§ **LISTED ENTRIES**
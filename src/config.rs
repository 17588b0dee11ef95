//! # Layout Configuration
//!
//! Tunables of the pagination engine. Every field has a default, so a
//! configuration file only needs to name what it changes:
//!
//! ```json
//! { "minCellSplitLines": 2, "fontFamilies": "freeFont" }
//! ```

use std::path::Path;

use serde::{Deserialize, Serialize};

use crate::error::Result;
use crate::style::FontFace;
use crate::text::WrapMode;

#[derive(Debug, Clone, PartialEq, Serialize, Deserialize)]
#[serde(rename_all = "camelCase", default)]
pub struct LayoutConfig {
    /// A paragraph inside a table cell is only split when at least this
    /// many of its lines fit on the current page.
    pub min_cell_split_lines: usize,
    /// Line spacing as a fraction of the font size.
    pub line_spacing_fraction: f64,
    /// Wrap mode requested from the text measurer.
    pub wrap: WrapMode,
    pub font_families: FontFamilies,
}

impl Default for LayoutConfig {
    fn default() -> Self {
        Self {
            min_cell_split_lines: 4,
            line_spacing_fraction: 0.2,
            wrap: WrapMode::WordChar,
            font_families: FontFamilies::default(),
        }
    }
}

impl LayoutConfig {
    pub fn from_json(json: &str) -> Result<Self> {
        Ok(serde_json::from_str(json)?)
    }

    pub fn load(path: impl AsRef<Path>) -> Result<Self> {
        let json = std::fs::read_to_string(path)?;
        Self::from_json(&json)
    }
}

/// Concrete family names for the three generic faces.
///
/// Deserializes either from a preset name (`"gnome"`, `"freeFont"`,
/// `"msTrueType"`) or from an explicit table.
#[derive(Debug, Clone, PartialEq, Eq, Serialize, Deserialize)]
#[serde(rename_all = "camelCase", from = "FamiliesRepr")]
pub struct FontFamilies {
    pub serif: String,
    pub sans_serif: String,
    pub monospace: String,
}

#[derive(Deserialize)]
#[serde(untagged)]
enum FamiliesRepr {
    Preset(FamilyPreset),
    #[serde(rename_all = "camelCase")]
    Table {
        serif: String,
        sans_serif: String,
        monospace: String,
    },
}

#[derive(Deserialize)]
#[serde(rename_all = "camelCase")]
enum FamilyPreset {
    Gnome,
    FreeFont,
    MsTrueType,
}

impl From<FamiliesRepr> for FontFamilies {
    fn from(repr: FamiliesRepr) -> Self {
        match repr {
            FamiliesRepr::Preset(FamilyPreset::Gnome) => FontFamilies::gnome(),
            FamiliesRepr::Preset(FamilyPreset::FreeFont) => FontFamilies::free_font(),
            FamiliesRepr::Preset(FamilyPreset::MsTrueType) => FontFamilies::ms_truetype(),
            FamiliesRepr::Table {
                serif,
                sans_serif,
                monospace,
            } => FontFamilies {
                serif,
                sans_serif,
                monospace,
            },
        }
    }
}

impl Default for FontFamilies {
    fn default() -> Self {
        FontFamilies::gnome()
    }
}

impl FontFamilies {
    /// Fontconfig aliases, available on any desktop Linux.
    pub fn gnome() -> Self {
        Self::named("Serif", "Sans", "Monospace")
    }

    /// GNU FreeFont.
    pub fn free_font() -> Self {
        Self::named("FreeSerif", "FreeSans", "FreeMono")
    }

    /// Microsoft core fonts.
    pub fn ms_truetype() -> Self {
        Self::named("Times New Roman", "Arial", "Courier New")
    }

    fn named(serif: &str, sans_serif: &str, monospace: &str) -> Self {
        Self {
            serif: serif.to_string(),
            sans_serif: sans_serif.to_string(),
            monospace: monospace.to_string(),
        }
    }

    pub fn family(&self, face: FontFace) -> &str {
        match face {
            FontFace::Serif => &self.serif,
            FontFace::SansSerif => &self.sans_serif,
            FontFace::Monospace => &self.monospace,
        }
    }
}

#[cfg(test)]
mod tests {
    use super::*;

    #[test]
    fn defaults_match_documented_values() {
        let cfg = LayoutConfig::default();
        assert_eq!(cfg.min_cell_split_lines, 4);
        assert!((cfg.line_spacing_fraction - 0.2).abs() < 1e-12);
        assert_eq!(cfg.wrap, WrapMode::WordChar);
        assert_eq!(cfg.font_families.family(FontFace::SansSerif), "Sans");
    }

    #[test]
    fn partial_json_keeps_other_defaults() {
        let cfg = LayoutConfig::from_json(r#"{ "minCellSplitLines": 2 }"#).unwrap();
        assert_eq!(cfg.min_cell_split_lines, 2);
        assert_eq!(cfg.wrap, WrapMode::WordChar);
    }

    #[test]
    fn families_accept_presets_and_tables() {
        let cfg = LayoutConfig::from_json(r#"{ "fontFamilies": "msTrueType" }"#).unwrap();
        assert_eq!(cfg.font_families.family(FontFace::Monospace), "Courier New");

        let cfg = LayoutConfig::from_json(
            r#"{ "fontFamilies": { "serif": "A", "sansSerif": "B", "monospace": "C" } }"#,
        )
        .unwrap();
        assert_eq!(cfg.font_families.family(FontFace::SansSerif), "B");
    }

    #[test]
    fn bad_config_reports_a_parse_error() {
        let err = LayoutConfig::from_json(r#"{ "wrap": 3 }"#).unwrap_err();
        assert!(err.to_string().starts_with("failed to parse input"));
    }
}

§ **REQUIRED ACTION**
Repeat what the records above say. Use their exact words.

§ **RESPONSE TO THIS TASK**
filename src/config.rs
repository 17588b0dee11ef95
//! # Layout Configuration
//!
//! Tunables of the pagination engine. Every field has a default, so a
//! configuration file only needs to name what it changes:
//!
//! ```json
//! { "minCellSplitLines": 2, "fontFamilies": "freeFont" }
//! ```

use std::path::Path;

use serde::{Deserialize, Serialize};

use crate::error::Result;
use crate::style::FontFace;
use crate::text::WrapMode;

#[derive(Debug, Clone, PartialEq, Serialize, Deserialize)]
#[serde(rename_all = "camelCase", default)]
pub struct LayoutConfig {
    /// A paragraph inside a table cell is only split when at least this
    /// many of its lines fit on the current page.
    pub min_cell_split_lines: usize,
    /// Line spacing as a fraction of the font size.
    pub line_spacing_fraction: f64,
    /// Wrap mode requested from the text measurer.
    pub wrap: WrapMode,
    pub font_families: FontFamilies,
}

impl Default for LayoutConfig {
    fn default() -> Self {
        Self {
            min_cell_split_lines: 4,
            line_spacing_fraction: 0.2,
            wrap: WrapMode::WordChar,
            font_families: FontFamilies::default(),
        }
    }
}

impl LayoutConfig {
    pub fn from_json(json: &str) -> Result<Self> {
        Ok(serde_json::from_str(json)?)
    }

    pub fn load(path: impl AsRef<Path>) -> Result<Self> {
        let json = std::fs::read_to_string(path)?;
        Self::from_json(&json)
    }
}

/// Concrete family names for the three generic faces.
///
/// Deserializes either from a preset name (`"gnome"`, `"freeFont"`,
/// `"msTrueType"`) or from an explicit table.
#[derive(Debug, Clone, PartialEq, Eq, Serialize, Deserialize)]
#[serde(rename_all = "camelCase", from = "FamiliesRepr")]
pub struct FontFamilies {
    pub serif: String,
    pub sans_serif: String,
    pub monospace: String,
}

#[derive(Deserialize)]
#[serde(untagged)]
enum FamiliesRepr {
    Preset(FamilyPreset),
    #[serde(rename_all = "camelCase")]
    Table {
        serif: String,
        sans_serif: String,
        monospace: String,
    },
}

#[derive(Deserialize)]
#[serde(rename_all = "camelCase")]
enum FamilyPreset {
    Gnome,
    FreeFont,
    MsTrueType,
}

impl From<FamiliesRepr> for FontFamilies {
    fn from(repr: FamiliesRepr) -> Self {
        match repr {
            FamiliesRepr::Preset(FamilyPreset::Gnome) => FontFamilies::gnome(),
            FamiliesRepr::Preset(FamilyPreset::FreeFont) => FontFamilies::free_font(),
            FamiliesRepr::Preset(FamilyPreset::MsTrueType) => FontFamilies::ms_truetype(),
            FamiliesRepr::Table {
                serif,
                sans_serif,
                monospace,
            } => FontFamilies {
                serif,
                sans_serif,
                monospace,
            },
        }
    }
}

impl Default for FontFamilies {
    fn default() -> Self {
        FontFamilies::gnome()
    }
}

impl FontFamilies {
    /// Fontconfig aliases, available on any desktop Linux.
    pub fn gnome() -> Self {
        Self::named("Serif", "Sans", "Monospace")
    }

    /// GNU FreeFont.
    pub fn free_font() -> Self {
        Self::named("FreeSerif", "FreeSans", "FreeMono")
    }

    /// Microsoft core fonts.
    pub fn ms_truetype() -> Self {
        Self::named("Times New Roman", "Arial", "Courier New")
    }

    fn named(serif: &str, sans_serif: &str, monospace: &str) -> Self {
        Self {
            serif: serif.to_string(),
            sans_serif: sans_serif.to_string(),
            monospace: monospace.to_string(),
        }
    }

    pub fn family(&self, face: FontFace) -> &str {
        match face {
            FontFace::Serif => &self.serif,
            FontFace::SansSerif => &self.sans_serif,
            FontFace::Monospace => &self.monospace,
        }
    }
}

#[cfg(test)]
mod tests {
    use super::*;

    #[test]
    fn defaults_match_documented_values() {
        let cfg = LayoutConfig::default();
        assert_eq!(cfg.min_cell_split_lines, 4);
        assert!((cfg.line_spacing_fraction - 0.2).abs() < 1e-12);
        assert_eq!(cfg.wrap, WrapMode::WordChar);
        assert_eq!(cfg.font_families.family(FontFace::SansSerif), "Sans");
    }

    #[test]
    fn partial_json_keeps_other_defaults() {
        let cfg = LayoutConfig::from_json(r#"{ "minCellSplitLines": 2 }"#).unwrap();
        assert_eq!(cfg.min_cell_split_lines, 2);
        assert_eq!(cfg.wrap, WrapMode::WordChar);
    }

    #[test]
    fn families_accept_presets_and_tables() {
        let cfg = LayoutConfig::from_json(r#"{ "fontFamilies": "msTrueType" }"#).unwrap();
        assert_eq!(cfg.font_families.family(FontFace::Monospace), "Courier New");

        let cfg = LayoutConfig::from_json(
            r#"{ "fontFamilies": { "serif": "A", "sansSerif": "B", "monospace": "C" } }"#,
        )
        .unwrap();
        assert_eq!(cfg.font_families.family(FontFace::SansSerif), "B");
    }

    #[test]
    fn bad_config_reports_a_parse_error() {
        let err = LayoutConfig::from_json(r#"{ "wrap": 3 }"#).unwrap_err();
        assert!(err.to_string().starts_with("failed to parse input"));
    }
}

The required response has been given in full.